Rosseta - Segunda Parte
Pocas orquestas en Buenos Aires poseen una bandeonista como parte de sus
integrantes, éste hecho es más extraño aún si se trata de una mujer, una mujer
joven y espléndida como Rosseta. Y nada menos, alguien que hubo estudiado el
instrumento como una carrera profesional; precisamente en el Conservatoire de
Gennevilliers en París. Ustedes ya lo habrán podido intuir, ella había llegado a
la ciudad no por casualidad, sino como parte de un bien pensado plan: terminar
de grabar el disco de tangos más melancólico que existe. Y la orquesta en
particular, que la reclutó a su paso por París, durante su gira por Europa, era
una de ésas orquestas que solían tocar los viernes y sábados en el Gran Teatro
del Tango sobre la Avenida 9 de Julio, conciertos para los cuales había de
invertir una pequeña fortuna y reservar los tickets con demasiada antelación.

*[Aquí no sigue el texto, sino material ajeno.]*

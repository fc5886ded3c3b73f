use std::path::{Path, PathBuf};

use walkdir::WalkDir;

use crate::config::ScanLimits;

const SKIPPED_EXTENSIONS: &[&str] = &["jpg", "png", "gif", "mp3", "mp4"];

/// A file admitted into the scan set.
#[derive(Debug, Clone, PartialEq, Eq)]
pub struct ScanJob {
    pub path: PathBuf,
    pub size_bytes: u64,
}

#[derive(Debug, Clone, Copy, PartialEq, Eq)]
pub enum SkipReason {
    MediaExtension,
    TooSmall,
    TooLarge,
    BudgetExhausted,
}

#[derive(Debug, Clone, Copy, PartialEq, Eq)]
pub enum Admission {
    Admitted,
    Skipped(SkipReason),
}

/// Running admission state. Files are admitted first-come-first-served until the
/// cumulative size would pass the budget; from then on everything is rejected.
#[derive(Debug)]
pub struct AdmissionGate {
    limits: ScanLimits,
    admitted_bytes: u64,
    exhausted: bool,
}

impl AdmissionGate {
    pub fn new(limits: ScanLimits) -> Self {
        Self {
            limits,
            admitted_bytes: 0,
            exhausted: false,
        }
    }

    pub fn admitted_bytes(&self) -> u64 {
        self.admitted_bytes
    }

    pub fn consider(&mut self, path: &Path, size_bytes: u64) -> Admission {
        if self.exhausted {
            return Admission::Skipped(SkipReason::BudgetExhausted);
        }
        let is_media = path
            .extension()
            .map(|ext| ext.to_string_lossy().to_lowercase())
            .is_some_and(|ext| SKIPPED_EXTENSIONS.contains(&ext.as_str()));
        if is_media {
            return Admission::Skipped(SkipReason::MediaExtension);
        }
        if size_bytes < self.limits.min_file_size {
            return Admission::Skipped(SkipReason::TooSmall);
        }
        if size_bytes > self.limits.max_file_size {
            return Admission::Skipped(SkipReason::TooLarge);
        }
        let total = self.admitted_bytes.saturating_add(size_bytes);
        if total > self.limits.total_budget {
            self.exhausted = true;
            return Admission::Skipped(SkipReason::BudgetExhausted);
        }
        self.admitted_bytes = total;
        Admission::Admitted
    }
}

/// Admits candidate `(path, size)` pairs in order.
pub fn admit<I>(candidates: I, limits: &ScanLimits) -> Vec<ScanJob>
where
    I: IntoIterator<Item = (PathBuf, u64)>,
{
    let mut gate = AdmissionGate::new(limits.clone());
    let mut jobs = Vec::new();
    for (path, size_bytes) in candidates {
        match gate.consider(&path, size_bytes) {
            Admission::Admitted => jobs.push(ScanJob { path, size_bytes }),
            Admission::Skipped(SkipReason::BudgetExhausted) => {
                tracing::warn!(
                    "Scan budget of {} bytes reached, remaining files are skipped",
                    limits.total_budget
                );
                break;
            }
            Admission::Skipped(reason) => {
                tracing::trace!("Skipping {}: {:?}", path.display(), reason);
            }
        }
    }
    jobs
}

/// Walks `root` in file-name order and admits regular files.
pub fn collect_scan_jobs(root: &Path, limits: &ScanLimits) -> Vec<ScanJob> {
    let candidates = WalkDir::new(root)
        .sort_by_file_name()
        .into_iter()
        .filter_map(|entry| entry.ok())
        .filter(|entry| entry.file_type().is_file())
        .filter_map(|entry| {
            let size = entry.metadata().ok()?.len();
            Some((entry.into_path(), size))
        });

    let jobs = admit(candidates, limits);
    tracing::info!("Admitted {} files under {}", jobs.len(), root.display());
    jobs
}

¿Cómo conoció Rosseta al tipo en cuestión? Pues yo no me habría de
enterar, sino hasta mucho más tarde, cuando ella comenzó a hablar de Fulano
ésto, Fulano lo otro y de lo maravilloso que era. La historia me la contaba ella
entre risas, poco a poco en aquellas largas charlas que solíamos entrablar en
la terraza del hotel de Microcentro donde ella vivía, justo donde nace la
avenida Rivadavia, donde sus padres habían considerado, era más seguro comparado
con un propio departamento. Aquella terraza sólo estaba abierta para los huéspedes
del hotel y tenía una de las mejores cartas de vino que se puedan encontrar en
Buenos Aires, además de una vista espectacular sobre la ciudad que se extiende hasta
el río de La Plata.
Yo habría de conocer a Fulano de tal, en la cena que dió la asociación gastronómica
francesca en la Argentina, en aquel hotel que ahora ya no existe, pero donde hace
poco estuvo ubicado en el palacio Mihanovichen sobre la calle Arroyo. Éste era
un tipo de una estatura admirable y músculos bien trabajados, un “ropero”, como
dirían en Buenos Aires, uno de peinadito oscuro a la gomina y zapatos baratos de
tanguero, ésos que venden en el Once de Plaza Miserere. No me era claro, qué
era lo que Rosseta había encontrado en aquel tipo, que solía escupir al hablar
y no paraba de hablar de sí mismo.
Pero había que observar la forma cómo Rosseta lo miraba, casi conteniendo
la respiración. A partir de
entonces supe muy poco de ella, nuestras charlas amainaron tanto hasta
desaparecer, no sólo por su parte, sino también por la mía, que tuve que
ocuparme en proyectos personales que había descuidado y que requerían urgente
de mí.
Yo diría que hubieron pasado un par de meses, quizás cinco o seis, hasta
que una tarde me llamaron desde el departamento de urgencias de una clínica
privada ubicada en Palermo. No tardé en percatarme que Rosseta había dado mi número
como persona de contacto y me hice camino de inmediato rumbo al hospital. Al
ingresar a la guardia, la médica a cargo me informó que Rosseta había sufrido
un accidente; se había caído en la bañera del hotel, que por suerte, aparte de
un par de contusiones, estaba fuera de peligro. Lo que sí, añadió la médica, los
resultados de laboratorio habrían arrojado, en pleno día, entre otras cosas, 2 gramos de alcohol
por litro en su torrente sanguíneo.
Cuando me permitieron verla, me costó reconocerla; su cuerpo le
bailaba en aquella bata de hospital, tenía el cabello sucio y descuidado, nada
que ver con aquella melena rubia de rulos bien hechos. Fue cuando me saludó,
que yo me horroricé..., en su otrora blanquísima sonrisa, entre sus labios ahora, asimétricos e hinchados, le
faltaba un diente, uno de los de adelante.